Some children are able to overcome the odds, but this new research shows that the self-control to do so may take a hidden physical toll. The study suggests that relentlessly pursuing achievement can feel Sysophian when the deck isn't stacked in your favor or institutionalized forces like racism and discrimination impede progress towards achieving personal goals.

"As disadvantaged youth strive for favorable life outcomes, they have substantial barriers to overcome and competing demands to balance, including resource-deprived schools, family obligations and managing social identity threats. These challenges are particularly salient for African-Americans," the authors said in a press release.

Epigenetics and the Grit Required to Overcome Socioeconomic Stratification 

The researchers found that for high-SES youth, having self-control was linked to slower epigenetic aging. Among low-SES youth, self-control was linked to lower rates of depressive symptoms, substance use, aggressive behavior, and internalizing problems but faster epigenetic aging.

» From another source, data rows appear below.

#[cfg(test)]
mod tests {
    use std::sync::Arc;

    use assert_matches::assert_matches;

    use super::*;
    use crate::benchmark::{BenchmarkKey, NewBenchmark};
    use crate::error::UnresolvedRef;
    use crate::memory::InMemoryStore;

    fn game(gpu_intensive: bool, cpu_intensive: bool) -> GameProfile {
        GameProfile {
            id: "test-game".into(),
            name: "Test Game".into(),
            genre: "test".into(),
            gpu_intensive,
            cpu_intensive,
            ray_tracing_support: false,
        }
    }

    fn request(gpu: &str, cpu: &str, game: &str, res: &str, preset: &str) -> EstimateRequest {
        EstimateRequest {
            gpu_id: gpu.into(),
            cpu_id: cpu.into(),
            game_id: game.into(),
            resolution: res.into(),
            settings: preset.into(),
        }
    }

    fn reference_engine() -> FpsEngine<Arc<InMemoryStore>, Arc<InMemoryStore>> {
        let store = Arc::new(InMemoryStore::reference());
        FpsEngine::new(Arc::clone(&store), store)
    }

    // -- intensity_weight --

    #[test]
    fn intensity_weights() {
        assert_eq!(intensity_weight(true, true), 0.8);
        assert_eq!(intensity_weight(true, false), 0.9);
        assert_eq!(intensity_weight(false, true), 0.95);
        assert_eq!(intensity_weight(false, false), 1.0);
    }

    // -- round_half_up --

    #[test]
    fn rounds_halves_up() {
        assert_eq!(round_half_up(84.5), 85.0);
        assert_eq!(round_half_up(84.49), 84.0);
        assert_eq!(round_half_up(90.0 * 1.15), 103.0);
        assert_eq!(round_half_up(100.0 * 1.15), 115.0);
    }

    // -- heuristic_estimate --

    #[test]
    fn band_edge_on_representation_error_rounds_down() {
        // Flagship pair, GPU-heavy title: 100 * 0.9 = 90, max = 90 * 1.15.
        let est = heuristic_estimate(
            "flagship",
            "flagship",
            &game(true, false),
            Resolution::FullHd,
            QualityPreset::Low,
        );
        assert_eq!(est.avg_fps, 90.0);
        assert_eq!(est.min_fps, 77.0);
        assert_eq!(est.max_fps, 103.0);
    }

    #[test]
    fn flagship_pair_at_1080p_low_is_unclamped() {
        let est = heuristic_estimate(
            "flagship",
            "flagship",
            &game(false, false),
            Resolution::FullHd,
            QualityPreset::Low,
        );
        assert!((est.base_fps - 100.0).abs() < 1e-9);
        assert!((est.estimated_fps - 100.0).abs() < 1e-9);
        assert_eq!(est.avg_fps, 100.0);
        assert_eq!(est.min_fps, 85.0);
        assert_eq!(est.max_fps, 115.0);
        assert_eq!(est.bottleneck, Bottleneck::Balanced);
    }

    #[test]
    fn budget_pair_at_4k_ultra_never_below_floor() {
        for (gpu_heavy, cpu_heavy) in [(true, true), (true, false), (false, true), (false, false)] {
            let est = heuristic_estimate(
                "budget",
                "budget",
                &game(gpu_heavy, cpu_heavy),
                Resolution::UltraHd,
                QualityPreset::Ultra,
            );
            assert!(est.estimated_fps >= MIN_DISPLAY_FPS);
            assert!(est.min_fps >= (MIN_DISPLAY_FPS * 0.85).floor());
        }
    }

    #[test]
    fn light_load_is_clamped_to_ceiling() {
        // 100 / (1.0 * 0.3) = 333.3 before clamping.
        let est = heuristic_estimate(
            "flagship",
            "flagship",
            &game(false, false),
            Resolution::FullHd,
            QualityPreset::Ultra,
        );
        assert_eq!(est.estimated_fps, MAX_DISPLAY_FPS);
        assert_eq!(est.avg_fps, 300.0);
        assert_eq!(est.min_fps, 255.0);
        assert_eq!(est.max_fps, 345.0);
    }

    #[test]
    fn heavy_load_is_clamped_to_floor() {
        // 40 * 0.8 / 4.0 = 8 before clamping.
        let est = heuristic_estimate(
            "budget",
            "budget",
            &game(true, true),
            Resolution::UltraHd,
            QualityPreset::Low,
        );
        assert_eq!(est.estimated_fps, MIN_DISPLAY_FPS);
        assert_eq!(est.avg_fps, 30.0);
        assert_eq!(est.min_fps, 26.0);
        assert_eq!(est.max_fps, 35.0);
    }

    #[test]
    fn unknown_tiers_score_default() {
        let est = heuristic_estimate(
            "legendary",
            "mystery",
            &game(false, false),
            Resolution::FullHd,
            QualityPreset::Low,
        );
        assert_eq!(est.gpu_score, 50);
        assert_eq!(est.cpu_score, 50);
        assert_eq!(est.avg_fps, 50.0);
    }

    #[test]
    fn mid_gpu_with_flagship_cpu_is_gpu_bound() {
        let est = heuristic_estimate(
            "mid",
            "flagship",
            &game(true, false),
            Resolution::QuadHd,
            QualityPreset::High,
        );
        assert_eq!(est.bottleneck, Bottleneck::Gpu);
    }

    #[test]
    fn band_ordering_holds_across_grid() {
        let tiers = ["flagship", "high-end", "mid-high", "mid", "budget", "unknown"];
        for gpu in tiers {
            for cpu in tiers {
                for res in Resolution::ALL {
                    for preset in QualityPreset::ALL {
                        for (g, c) in [(true, true), (true, false), (false, true), (false, false)] {
                            let est = heuristic_estimate(gpu, cpu, &game(g, c), res, preset);
                            assert!(
                                est.min_fps <= est.avg_fps && est.avg_fps <= est.max_fps,
                                "band violated for {gpu}/{cpu}/{res:?}/{preset:?}: {est:?}"
                            );
                            assert!((MIN_DISPLAY_FPS..=MAX_DISPLAY_FPS).contains(&est.avg_fps));
                        }
                    }
                }
            }
        }
    }

    // -- EstimateResult::from_sample --

    fn sample(avg: f64, min: Option<f64>, max: Option<f64>) -> BenchmarkSample {
        BenchmarkSample {
            id: 7,
            key: BenchmarkKey {
                gpu_id: "rtx4070".into(),
                cpu_id: "r5-7600".into(),
                game_id: "witcher3".into(),
                resolution: Resolution::QuadHd,
                preset: QualityPreset::High,
            },
            avg_fps: avg,
            min_fps: min,
            max_fps: max,
            ram_id: None,
            source: "lab".into(),
            bottleneck: None,
            driver_version: None,
            os_version: None,
            test_date: None,
            created_at: chrono::Utc::now(),
        }
    }

    fn components() -> EstimateComponents {
        EstimateComponents {
            gpu: ComponentRef {
                id: "rtx4070".into(),
                name: "NVIDIA RTX 4070".into(),
                tier: "mid-high".into(),
            },
            cpu: ComponentRef {
                id: "r5-7600".into(),
                name: "AMD Ryzen 5 7600".into(),
                tier: "mid-high".into(),
            },
            game: game(true, false).summary(),
            resolution: Resolution::QuadHd,
            settings: QualityPreset::High,
        }
    }

    #[test]
    fn sample_bounds_taken_verbatim() {
        let result = EstimateResult::from_sample(&sample(95.2, Some(78.4), Some(112.6)), components());
        assert_eq!(result.avg_fps, 95.2);
        assert_eq!(result.min_fps, 78.4);
        assert_eq!(result.max_fps, 112.6);
        assert_eq!(result.source, EstimateSource::Database);
        assert_eq!(result.bottleneck, Bottleneck::Unknown);
        assert_eq!(result.benchmark_id, Some(7));
    }

    #[test]
    fn missing_sample_bounds_are_derived() {
        let result = EstimateResult::from_sample(&sample(80.0, None, None), components());
        assert!((result.min_fps - 68.0).abs() < 1e-9);
        assert!((result.max_fps - 92.0).abs() < 1e-9);
    }

    #[test]
    fn inconsistent_sample_band_is_widened() {
        let result = EstimateResult::from_sample(&sample(60.0, Some(70.0), Some(55.0)), components());
        assert_eq!(result.min_fps, 60.0);
        assert_eq!(result.max_fps, 60.0);
    }

    #[test]
    fn recorded_bottleneck_is_echoed() {
        let mut s = sample(60.0, None, None);
        s.bottleneck = Some(Bottleneck::Cpu);
        let result = EstimateResult::from_sample(&s, components());
        assert_eq!(result.bottleneck, Bottleneck::Cpu);
    }

    #[test]
    fn request_reads_null_and_absent_fields_as_empty() {
        let req: EstimateRequest = serde_json::from_value(serde_json::json!({
            "gpuId": null,
            "cpuId": "i9-14900k",
            "resolution": "1080p",
        }))
        .unwrap();
        assert_eq!(req.gpu_id, "");
        assert_eq!(req.game_id, "");
        assert_eq!(req.cpu_id, "i9-14900k");
    }

    #[test]
    fn result_serializes_contract_field_names() {
        let result = EstimateResult::from_sample(&sample(95.2, Some(78.4), Some(112.6)), components());
        let json = serde_json::to_value(&result).unwrap();
        assert_eq!(json["avgFPS"], 95.2);
        assert_eq!(json["source"], "database");
        assert_eq!(json["bottleneck"], "unknown");
        assert_eq!(json["components"]["resolution"], "1440p");
        assert_eq!(json["components"]["settings"], "High");
        assert_eq!(json["components"]["gpu"]["tier"], "mid-high");
        assert!(json["timestamp"].is_string());
    }

    // -- FpsEngine::estimate --

    #[tokio::test]
    async fn exact_match_returns_stored_sample() {
        let engine = reference_engine();
        let result = engine
            .estimate(&request("rtx4090", "i9-14900k", "cyberpunk2077", "4K", "Ultra"))
            .await
            .unwrap();
        assert_eq!(result.source, EstimateSource::Database);
        assert_eq!(result.avg_fps, 78.5);
        assert_eq!(result.min_fps, 65.2);
        assert_eq!(result.max_fps, 95.8);
        assert!(result.benchmark_id.is_some());
        assert_eq!(result.components.game.name, "Cyberpunk 2077");
        assert_eq!(result.components.gpu.id, "rtx4090");
    }

    #[tokio::test]
    async fn exact_match_accepts_lowercase_workload_ids() {
        let engine = reference_engine();
        let result = engine
            .estimate(&request("rtx4090", "i9-14900k", "cyberpunk2077", "4k", "ultra"))
            .await
            .unwrap();
        assert_eq!(result.source, EstimateSource::Database);
        assert_eq!(result.components.resolution, Resolution::UltraHd);
    }

    #[tokio::test]
    async fn no_match_falls_back_to_heuristic() {
        let engine = reference_engine();
        let result = engine
            .estimate(&request("rtx4060", "i9-14900k", "cyberpunk2077", "1440p", "High"))
            .await
            .unwrap();
        assert_eq!(result.source, EstimateSource::Estimated);
        assert_eq!(result.bottleneck, Bottleneck::Gpu);
        assert_eq!(result.benchmark_id, None);
        // (55 * 0.7 + 100 * 0.3) * 0.8 / (1.78 * 0.5) = 61.57
        assert_eq!(result.avg_fps, 62.0);
        assert_eq!(result.min_fps, 52.0);
        assert_eq!(result.max_fps, 71.0);
    }

    #[tokio::test]
    async fn estimate_is_deterministic() {
        let engine = reference_engine();
        let req = request("rx7800xt", "r7-7800x3d", "eldenring", "1440p", "Medium");
        let first = engine.estimate(&req).await.unwrap();
        let second = engine.estimate(&req).await.unwrap();
        assert_eq!(
            (first.avg_fps, first.min_fps, first.max_fps, first.bottleneck),
            (second.avg_fps, second.min_fps, second.max_fps, second.bottleneck)
        );
        assert_eq!(first.components, second.components);
        assert!(second.timestamp >= first.timestamp);
    }

    #[tokio::test]
    async fn padded_ids_resolve_like_submissions() {
        let engine = reference_engine();
        let result = engine
            .estimate(&request(" rtx4090", "i9-14900k ", " cyberpunk2077 ", " 4K", "Ultra "))
            .await
            .unwrap();
        assert_eq!(result.source, EstimateSource::Database);
        assert_eq!(result.components.gpu.id, "rtx4090");
    }

    #[tokio::test]
    async fn null_reference_is_unresolved() {
        let engine = reference_engine();
        let req: EstimateRequest = serde_json::from_value(serde_json::json!({
            "gpuId": null,
            "cpuId": "i9-14900k",
            "gameId": "cs2",
            "resolution": "1080p",
            "settings": "Low",
        }))
        .unwrap();
        let err = engine.estimate(&req).await.unwrap_err();
        assert_matches!(err, CoreError::InvalidConfiguration { ref unresolved } => {
            assert_eq!(unresolved, &vec![UnresolvedRef::new("gpuId", "")]);
        });
    }

    #[tokio::test]
    async fn unresolved_references_fail_without_partial_result() {
        let engine = reference_engine();
        let err = engine
            .estimate(&request("rtx4090", "i9-14900k", "cyberpunk2077", "720p", "Ultra"))
            .await
            .unwrap_err();
        assert_matches!(err, CoreError::InvalidConfiguration { ref unresolved } => {
            assert_eq!(unresolved.len(), 1);
            assert_eq!(unresolved[0].field, "resolution");
        });
    }

    #[tokio::test]
    async fn estimate_sees_benchmarks_added_later() {
        let store = Arc::new(InMemoryStore::reference());
        let engine = FpsEngine::new(Arc::clone(&store), Arc::clone(&store));
        let req = request("rtx3060", "r5-5600", "fortnite", "1080p", "Medium");

        let before = engine.estimate(&req).await.unwrap();
        assert_eq!(before.source, EstimateSource::Estimated);

        let key = engine.resolve(req.refs()).await.unwrap().key();
        store
            .create_benchmark(&NewBenchmark::measured(key, 141.0, 120.0, 160.0, "lab"))
            .await
            .unwrap();

        let after = engine.estimate(&req).await.unwrap();
        assert_eq!(after.source, EstimateSource::Database);
        assert_eq!(after.avg_fps, 141.0);
    }

    #[tokio::test]
    async fn every_reference_configuration_keeps_band_order() {
        let engine = reference_engine();
        let listing = engine.list_catalog().await.unwrap();
        for gpu in &listing.gpus {
            for cpu in &listing.cpus {
                for game in listing.games.iter().take(4) {
                    for res in Resolution::ALL {
                        for preset in QualityPreset::ALL {
                            let result = engine
                                .estimate(&request(&gpu.id, &cpu.id, &game.id, res.id(), preset.id()))
                                .await
                                .unwrap();
                            assert!(result.min_fps <= result.avg_fps);
                            assert!(result.avg_fps <= result.max_fps);
                        }
                    }
                }
            }
        }
    }
}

​The researchers believe the patterns of accelerated aging at an epigenetic level suggest that for low-SES youth, resilience may only be a “skin-deep” phenomenon.

The external appearance of success or "keeping up with the Joneses" may be masking the underlying stress required to overcome societal obstacles. The reseachers hope that identifying the double-edged sword of self-control might shift traditional ideas about resilience. These findings could also have practical implications for interventions aimed at minimizing social and racial disparity.

Conclusion: Resilience Isn't Just About Mental Toughness

This recent study shows that among low-SES youth self-control was linked to better psychosocial outcomes, including less depression, substance use, and aggresion. However, having self-control also forecasted more rapid immune cell aging. These findings highlight the potential paradoxes of resilience and grit. 

One of my favorite lifetime mantras is a quotation by Maya Angelou, "The quality of strength lined with tenderness is an unbeatable combination." As a gay teen, I learned that having grit and resilience wasn't just about mental toughness.  

Comparing my experience as a gay teen to low-SES youth might seem like comparing apples and oranges.... However, the self-control it took for me to man up and never look like a sissy created a neverending state of free floating anxiety and stress as a teenager. I'm sure that if my DNA had been tested at the time I would've had all the biomarkers of epigenetic wear and tear. 

As a teenager, I realized that if I bottled up my emotions and never allowed myself to admit to my vulnerability I would implode. Exercising what seemed like self-control created a pressure cooker inside of me. Coming out was like a steam valve that released all the stress and shame I had internalized to the point of self-destruction.  

Personally, talk therapy and running was a cathartic combination that allowed me to process the homophobia and marginilazation I experienced as I was growing up. Allowing myself to admit to my vulnerability in therapy and then go for a long run made me feel stronger and less stressed at a psychological and cellular level.

As an ultraendurance athlete, I learned that being "tougher than the rest" or relentlessly practicing strict self-control always backfired. Part of my winning formula as an athlete was the ability create a state of flow and superfluidity by letting go of self-control. 

Parents, educators, and policymakers are increasingly aware of the importance of creating programs that provide low-income youth with character skills training, which along with self-control, includes fortifying traits such as optimism, resilience, and persistence.

The new findings from Northwestern University suggest that self-control is more complex than previously thought. Self-control has unforeseen negative consequences for low-SES youth that should be considered when creating and implementing these interventions.